### EXERCISE DETAILS
In the data that follows, give the number of lines containing the word "filename". Offer no additional comment.

[[ SOURCE RECORDS open ]]

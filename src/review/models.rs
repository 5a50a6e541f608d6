use serde::{Deserialize, Serialize};

/// Progress summary over the whole vocabulary
#[derive(Debug, Clone, Default, PartialEq, Serialize, Deserialize)]
pub struct ReviewStats {
    pub total_words: usize,
    pub mastered_words: usize,
    pub learning_words: usize,
    /// Mean ease factor of reviewed words, one decimal
    pub avg_recall: f64,
    pub words_due_today: usize,
}
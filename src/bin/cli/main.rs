mod app;
mod commands;

use clap::{Parser, Subcommand};

#[derive(Parser)]
#[command(name = "vokabel-cli", about = "Vokabel vocabulary trainer CLI", version)]
struct Cli {
    /// Output format
    #[arg(long, global = true, default_value = "plain")]
    format: OutputFormat,

    #[command(subcommand)]
    command: Command,
}

#[derive(Clone, Debug, clap::ValueEnum)]
pub enum OutputFormat {
    Plain,
    Json,
}

#[derive(Subcommand)]
enum Command {
    /// Add a word, translating it from the dictionary
    Add {
        word: String,
    },

    /// Remove a word
    Rm {
        word: String,
    },

    /// Rename a word and replace its translation
    Edit {
        old_word: String,
        new_word: String,
        /// Translations separated by ", "
        translation: String,
    },

    /// List all words
    List,

    /// Show words due for review
    Due,

    /// Record a review for a word
    Review {
        word: String,
        /// Recall quality from 0 (blackout) to 5 (perfect)
        #[arg(allow_negative_numbers = true)]
        quality: i64,
    },

    /// Show review statistics
    Stats,

    /// List all words in random order
    Practice,

    /// Look up a word in the dictionary
    Lookup {
        word: String,
    },

    /// Show the interval each rating would give a word
    Preview {
        word: String,
    },

    /// Convert bare legacy words into full entries
    Migrate,
}

fn main() -> anyhow::Result<()> {
    env_logger::init();

    let cli = Cli::parse();
    let app = app::App::new()?;

    match cli.command {
        Command::Add { word } => commands::vocab::run_add(&app, &word, &cli.format)?,
        Command::Rm { word } => commands::vocab::run_remove(&app, &word, &cli.format)?,
        Command::Edit {
            old_word,
            new_word,
            translation,
        } => commands::vocab::run_edit(&app, &old_word, &new_word, &translation, &cli.format)?,
        Command::List => commands::vocab::run_list(&app, &cli.format)?,
        Command::Migrate => commands::vocab::run_migrate(&app, &cli.format)?,
        Command::Due => commands::review::run_due(&app, &cli.format)?,
        Command::Review { word, quality } => {
            commands::review::run_review(&app, &word, quality, &cli.format)?
        }
        Command::Stats => commands::review::run_stats(&app, &cli.format)?,
        Command::Practice => commands::review::run_practice(&app, &cli.format)?,
        Command::Preview { word } => commands::review::run_preview(&app, &word, &cli.format)?,
        Command::Lookup { word } => commands::lookup::run(&app, &word, &cli.format)?,
    }

    Ok(())
}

[[ SOURCE RECORDS closed ]]

### OUTPUT OF THE TASK
2